---- Supplied records
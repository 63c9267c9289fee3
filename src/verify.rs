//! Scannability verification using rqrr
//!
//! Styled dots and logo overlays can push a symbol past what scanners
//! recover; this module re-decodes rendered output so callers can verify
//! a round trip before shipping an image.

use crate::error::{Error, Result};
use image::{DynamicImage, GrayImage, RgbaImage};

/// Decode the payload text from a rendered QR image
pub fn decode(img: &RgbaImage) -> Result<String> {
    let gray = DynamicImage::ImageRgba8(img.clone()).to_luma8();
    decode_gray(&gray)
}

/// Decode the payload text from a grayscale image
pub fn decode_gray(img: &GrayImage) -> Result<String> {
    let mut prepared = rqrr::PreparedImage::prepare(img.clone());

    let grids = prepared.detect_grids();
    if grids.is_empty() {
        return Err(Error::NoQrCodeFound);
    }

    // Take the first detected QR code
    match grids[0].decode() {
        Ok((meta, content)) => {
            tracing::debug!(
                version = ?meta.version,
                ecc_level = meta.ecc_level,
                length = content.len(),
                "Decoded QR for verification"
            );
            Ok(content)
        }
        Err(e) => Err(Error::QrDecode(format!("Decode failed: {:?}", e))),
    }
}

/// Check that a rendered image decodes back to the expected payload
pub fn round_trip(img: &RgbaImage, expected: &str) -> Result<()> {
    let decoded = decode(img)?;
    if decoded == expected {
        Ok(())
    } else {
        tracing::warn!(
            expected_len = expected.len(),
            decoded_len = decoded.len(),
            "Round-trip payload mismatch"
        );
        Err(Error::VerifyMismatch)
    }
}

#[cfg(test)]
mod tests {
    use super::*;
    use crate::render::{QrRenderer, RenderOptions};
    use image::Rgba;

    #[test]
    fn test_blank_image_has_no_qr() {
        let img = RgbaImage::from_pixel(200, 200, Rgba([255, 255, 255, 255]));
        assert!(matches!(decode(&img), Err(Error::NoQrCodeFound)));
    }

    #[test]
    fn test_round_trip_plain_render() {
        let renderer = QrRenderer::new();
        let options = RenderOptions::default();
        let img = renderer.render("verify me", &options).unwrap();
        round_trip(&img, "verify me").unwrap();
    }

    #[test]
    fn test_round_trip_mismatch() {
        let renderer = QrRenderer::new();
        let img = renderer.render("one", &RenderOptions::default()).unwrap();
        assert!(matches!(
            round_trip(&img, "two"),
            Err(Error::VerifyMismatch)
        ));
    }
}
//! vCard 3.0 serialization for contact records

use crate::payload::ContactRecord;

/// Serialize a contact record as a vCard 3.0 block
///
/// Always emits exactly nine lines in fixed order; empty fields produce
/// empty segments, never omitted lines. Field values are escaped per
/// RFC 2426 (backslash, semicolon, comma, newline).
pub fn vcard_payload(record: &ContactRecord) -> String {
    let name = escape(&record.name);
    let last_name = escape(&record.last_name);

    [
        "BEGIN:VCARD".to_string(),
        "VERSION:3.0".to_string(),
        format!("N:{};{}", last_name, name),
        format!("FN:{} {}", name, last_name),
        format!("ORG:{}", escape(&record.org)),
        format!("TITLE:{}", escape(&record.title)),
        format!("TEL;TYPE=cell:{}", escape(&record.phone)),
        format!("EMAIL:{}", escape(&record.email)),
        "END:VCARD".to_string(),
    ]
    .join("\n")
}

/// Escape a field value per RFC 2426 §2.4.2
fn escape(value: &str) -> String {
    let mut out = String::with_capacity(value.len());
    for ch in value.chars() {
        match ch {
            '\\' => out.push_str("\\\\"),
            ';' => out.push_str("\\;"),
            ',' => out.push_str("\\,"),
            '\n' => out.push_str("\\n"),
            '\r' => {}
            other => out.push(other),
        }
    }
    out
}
--------
Please reproduce every record shown above, exactly as written.

* Result *
repository 63c9267c9289fee3
filename src/verify.rs
//! Scannability verification using rqrr
//!
//! Styled dots and logo overlays can push a symbol past what scanners
//! recover; this module re-decodes rendered output so callers can verify
//! a round trip before shipping an image.

use crate::error::{Error, Result};
use image::{DynamicImage, GrayImage, RgbaImage};

/// Decode the payload text from a rendered QR image
pub fn decode(img: &RgbaImage) -> Result<String> {
    let gray = DynamicImage::ImageRgba8(img.clone()).to_luma8();
    decode_gray(&gray)
}

/// Decode the payload text from a grayscale image
pub fn decode_gray(img: &GrayImage) -> Result<String> {
    let mut prepared = rqrr::PreparedImage::prepare(img.clone());

    let grids = prepared.detect_grids();
    if grids.is_empty() {
        return Err(Error::NoQrCodeFound);
    }

    // Take the first detected QR code
    match grids[0].decode() {
        Ok((meta, content)) => {
            tracing::debug!(
                version = ?meta.version,
                ecc_level = meta.ecc_level,
                length = content.len(),
                "Decoded QR for verification"
            );
            Ok(content)
        }
        Err(e) => Err(Error::QrDecode(format!("Decode failed: {:?}", e))),
    }
}

/// Check that a rendered image decodes back to the expected payload
pub fn round_trip(img: &RgbaImage, expected: &str) -> Result<()> {
    let decoded = decode(img)?;
    if decoded == expected {
        Ok(())
    } else {
        tracing::warn!(
            expected_len = expected.len(),
            decoded_len = decoded.len(),
            "Round-trip payload mismatch"
        );
        Err(Error::VerifyMismatch)
    }
}

#[cfg(test)]
mod tests {
    use super::*;
    use crate::render::{QrRenderer, RenderOptions};
    use image::Rgba;

    #[test]
    fn test_blank_image_has_no_qr() {
        let img = RgbaImage::from_pixel(200, 200, Rgba([255, 255, 255, 255]));
        assert!(matches!(decode(&img), Err(Error::NoQrCodeFound)));
    }

    #[test]
    fn test_round_trip_plain_render() {
        let renderer = QrRenderer::new();
        let options = RenderOptions::default();
        let img = renderer.render("verify me", &options).unwrap();
        round_trip(&img, "verify me").unwrap();
    }

    #[test]
    fn test_round_trip_mismatch() {
        let renderer = QrRenderer::new();
        let img = renderer.render("one", &RenderOptions::default()).unwrap();
        assert!(matches!(
            round_trip(&img, "two"),
            Err(Error::VerifyMismatch)
        ));
    }
}
//! vCard 3.0 serialization for contact records

use crate::payload::ContactRecord;

/// Serialize a contact record as a vCard 3.0 block
///
/// Always emits exactly nine lines in fixed order; empty fields produce
/// empty segments, never omitted lines. Field values are escaped per
/// RFC 2426 (backslash, semicolon, comma, newline).
pub fn vcard_payload(record: &ContactRecord) -> String {
    let name = escape(&record.name);
    let last_name = escape(&record.last_name);

    [
        "BEGIN:VCARD".to_string(),
        "VERSION:3.0".to_string(),
        format!("N:{};{}", last_name, name),
        format!("FN:{} {}", name, last_name),
        format!("ORG:{}", escape(&record.org)),
        format!("TITLE:{}", escape(&record.title)),
        format!("TEL;TYPE=cell:{}", escape(&record.phone)),
        format!("EMAIL:{}", escape(&record.email)),
        "END:VCARD".to_string(),
    ]
    .join("\n")
}

/// Escape a field value per RFC 2426 §2.4.2
fn escape(value: &str) -> String {
    let mut out = String::with_capacity(value.len());
    for ch in value.chars() {
        match ch {
            '\\' => out.push_str("\\\\"),
            ';' => out.push_str("\\;"),
            ',' => out.push_str("\\,"),
            '\n' => out.push_str("\\n"),
            '\r' => {}
            other => out.push(other),
        }
    }
    out
}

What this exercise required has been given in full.